START Record extracts
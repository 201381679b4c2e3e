// Copyright (c) 2025 Jonathan Fontanez
// SPDX-License-Identifier: BUSL-1.1

mod plane;
mod probe;
mod route;

pub use plane::{DataPlane, DataPlaneContext, DataPlaneSettings, DataPlaneStats, UriDataPlane};
pub use probe::{ProbedSource, probe};
pub use route::{Route, RouteSink, resolve};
END Record extracts
* [Required work] Every record shown above should be given back exactly.

* [Response]
repository 201381679b4c2e3e
// Copyright (c) 2025 Jonathan Fontanez
// SPDX-License-Identifier: BUSL-1.1

mod plane;
mod probe;
mod route;

pub use plane::{DataPlane, DataPlaneContext, DataPlaneSettings, DataPlaneStats, UriDataPlane};
pub use probe::{ProbedSource, probe};
pub use route::{Route, RouteSink, resolve};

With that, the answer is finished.